Graphiquement, on est plus que comblé. Run est un dessinateur génial, chaque page est un délice pour les mirettes. Pas que le trait soit particulièrement joli, mais le style se renouvelle sans cesse, alternant entre la BD classique, le comic, le manga, alternant régulièrement à l'intérieur d'un même tome. Il y a même un passage en 3D dans le tome 0 (les lunettes sont fournies avec) (bon après c'est comme au cinéma, moi je trouve ça très gadget, mais l'idée est amusante). On sent que Run s'éclate, et il nous fait partager son plaisir. C'est bourré de références visuelles à la culture urbaine américaine (on comprend sans peine que l'idée de la BD lui est venue après un road trip dans le sud des USA) et de clins d'oeil aux vieux pulps et comic books. Vous remarquerez d'ailleurs que sur chaque tome est apposé un petit logo "DISapproved by the Comics Code Authority". Mais ce que j'ai préféré, c'est les bons à découper et les pubs pleine page qui parsèment chaque tome, à la manière des vieux trade paperbacks :


Retour en enfance, avec les avion en frigolite à lancer (cliquez pour élargir)

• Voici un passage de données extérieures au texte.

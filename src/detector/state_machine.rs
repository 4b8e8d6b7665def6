//! Detection-to-event state machine.
//!
//! ```text
//!                 id (new / outside return window) ──▶ AnimalEntered
//!  NO_ANIMAL ─────id (just departed, within window) ──▶ AnimalReturned
//!     ▲   │
//!     │   ▼
//!  none ANIMAL_PRESENT ── different id ──▶ AnimalChanged
//!  (AnimalLeft)
//!
//!  any ──[error]──▶ ERROR (ErrorDetected, edge-triggered)
//!  ERROR ──none──▶ NO_ANIMAL (silent)
//!  ERROR ──id────▶ ANIMAL_PRESENT (AnimalEntered)
//! ```
//!
//! At most one event per sample.  An error sample always wins over the
//! identity it carries.

use std::time::{Duration, Instant};

use log::warn;

use super::{DetectionResult, DetectorEvent, DetectorState};

pub struct DetectorStateMachine {
    state: DetectorState,
    /// Set iff `state == AnimalPresent`.
    current_animal: Option<String>,
    /// Last animal to leave and when; cleared on any other entry or error.
    departed: Option<(String, Instant)>,
    /// How long a departed animal is remembered.  Zero disables
    /// `AnimalReturned`.
    return_window: Duration,
}

impl DetectorStateMachine {
    pub fn new(return_window: Duration) -> Self {
        Self {
            state: DetectorState::NoAnimal,
            current_animal: None,
            departed: None,
            return_window,
        }
    }

    pub fn state(&self) -> DetectorState {
        self.state
    }

    pub fn current_animal(&self) -> Option<&str> {
        self.current_animal.as_deref()
    }

    pub fn transition(&mut self, result: &DetectionResult) -> Option<DetectorEvent> {
        self.transition_at(result, Instant::now())
    }

    /// [`transition`](Self::transition) with an explicit clock reading.
    pub fn transition_at(
        &mut self,
        result: &DetectionResult,
        now: Instant,
    ) -> Option<DetectorEvent> {
        if result.error {
            return self.handle_error();
        }

        match (self.state, result.animal_id.as_deref()) {
            (DetectorState::NoAnimal, None) => None,

            (DetectorState::NoAnimal, Some(id)) => {
                let returned = self.departed.take().is_some_and(|(prev, left_at)| {
                    prev == id && now.saturating_duration_since(left_at) < self.return_window
                });
                self.state = DetectorState::AnimalPresent;
                self.current_animal = Some(id.to_owned());
                Some(if returned {
                    DetectorEvent::AnimalReturned(id.to_owned())
                } else {
                    DetectorEvent::AnimalEntered(id.to_owned())
                })
            }

            (DetectorState::AnimalPresent, None) => {
                self.state = DetectorState::NoAnimal;
                match self.current_animal.take() {
                    Some(prev) => {
                        self.departed = Some((prev.clone(), now));
                        Some(DetectorEvent::AnimalLeft(prev))
                    }
                    None => {
                        warn!("DETECTOR: unexpected transition, present with no animal");
                        None
                    }
                }
            }

            (DetectorState::AnimalPresent, Some(id)) => {
                if self.current_animal.as_deref() == Some(id) {
                    return None;
                }
                self.current_animal = Some(id.to_owned());
                Some(DetectorEvent::AnimalChanged(id.to_owned()))
            }

            (DetectorState::Error, None) => {
                self.state = DetectorState::NoAnimal;
                self.current_animal = None;
                None
            }

            (DetectorState::Error, Some(id)) => {
                self.state = DetectorState::AnimalPresent;
                self.current_animal = Some(id.to_owned());
                Some(DetectorEvent::AnimalEntered(id.to_owned()))
            }
        }
    }

    fn handle_error(&mut self) -> Option<DetectorEvent> {
        if self.state == DetectorState::Error {
            return None;
        }
        self.state = DetectorState::Error;
        self.current_animal = None;
        self.departed = None;
        Some(DetectorEvent::ErrorDetected)
    }
}
//! Port traits — the boundary between the scheduler and the outside world.
//!
//! ```text
//!   Adapter ──▶ Port trait ──▶ Scheduler (domain)
//! ```
//!
//! Adapters (JSON config file, JSONL history log, reward pump) implement
//! these traits.  The [`Scheduler`](crate::scheduler::Scheduler) holds them
//! as trait objects, so the control loop never touches the filesystem or
//! hardware directly and tests can swap in in-memory doubles.
//!
//! Every port is `Send + Sync`: the scheduler calls them from both its own
//! thread and the detector's.

use crate::config::SessionConfig;
use crate::error::{ConfigError, HistoryError};
use crate::scheduler::history::HistoryRecord;

// ───────────────────────────────────────────────────────────────
// Configuration port (domain ↔ persistent config)
// ───────────────────────────────────────────────────────────────

/// Loads and persists the session configuration.
///
/// Implementations MUST validate before persisting and reject invalid
/// values with [`ConfigError::ValidationFailed`] rather than clamping.
pub trait ConfigPort: Send + Sync {
    /// Load configuration.  Returns [`SessionConfig::default()`] if no
    /// stored config exists.
    fn load(&self) -> Result<SessionConfig, ConfigError>;

    /// Validate and persist configuration.
    fn save(&self, config: &SessionConfig) -> Result<(), ConfigError>;
}

// ───────────────────────────────────────────────────────────────
// History sink (domain → append-only log)
// ───────────────────────────────────────────────────────────────

pub trait HistorySink: Send + Sync {
    /// Append one record.  Failures are reported, never retried.
    fn append(&self, record: &HistoryRecord) -> Result<(), HistoryError>;
}

// ───────────────────────────────────────────────────────────────
// Reward port (domain → dispenser)
// ───────────────────────────────────────────────────────────────

pub trait RewardPort: Send + Sync {
    /// Dispense for `duration_ms`.
    fn give_reward(&self, duration_ms: u32);
}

Tout bon héros a sa gamme de produits dérivés débiles (cliquez pour élargir)

Tout n'est pas rose cependant, et quitte à me faire huer par son armée de fans (je n'ai pas lu une seule critique négative sur la BD), je dois dire que je me suis ennuyé par moments. L'histoire se traîne un peu, on ne voit pas très bien où ça veut en venir, puis à un moment tout se décoince et c'est finit en quelques pages. Le tome 0 est plus intéressant de ce côté là et nous aide à mieux comprendre certains trous dans la série principale, mais de nouveau certaines pistes ne sont pas exploitées à fond et l'ensemble laisse un certain goût d'inachevé. En fait, la série souffre à mon avis de ses points forts : l’expérimentation graphique y tient une place tellement importante qu'elle a tendance à reléguer tout le reste au second plan. Run est avant tout un (bon) graphiste, et il aurait bénéficié à mon sens de travailler en collaboration avec un vrai scénariste.

Mettez votre cerveau de côté un instant, et profitez de la vue (cliquez pour élargir)

Alors voilà, je me suis bien amusé en lisant cette série complètement déjantée au style expérimental et décalé. Mais c'est "tout" (c'est déjà pas mal me direz-vous). Au risque de passer pour un connard pédant (j'assume), je recherche autre chose dans mes lectures BD qu'un simple exercice de forme, aussi réussi puisse-t-il être (et il l'est). Reste un récit survitaminé, mais pour ma part l'action pour l'action ça m'ennuie vite. Et en dehors du "méta-humour" en clin d'oeil à la culture populaire, je n'ai pas trouvé la série particulièrement drôle, alors que ça aurait pu compenser le scénario un peu faiblard. Dans la veine trash-violent-déjanté, j'ai largement préféré le premier tome de Monkey Bizness, paru justement dans la collection dirigée par Run, et qui pour le coup m'a franchement fait rire. Si vous êtes passionné de graphisme et que vous aimez le mélange des genres foncez, sinon faites comme moi si possible, empruntez-le. La lecture vaut tout de même le coup à mon avis, ne serait-ce que pour l'originalité de l'oeuvre.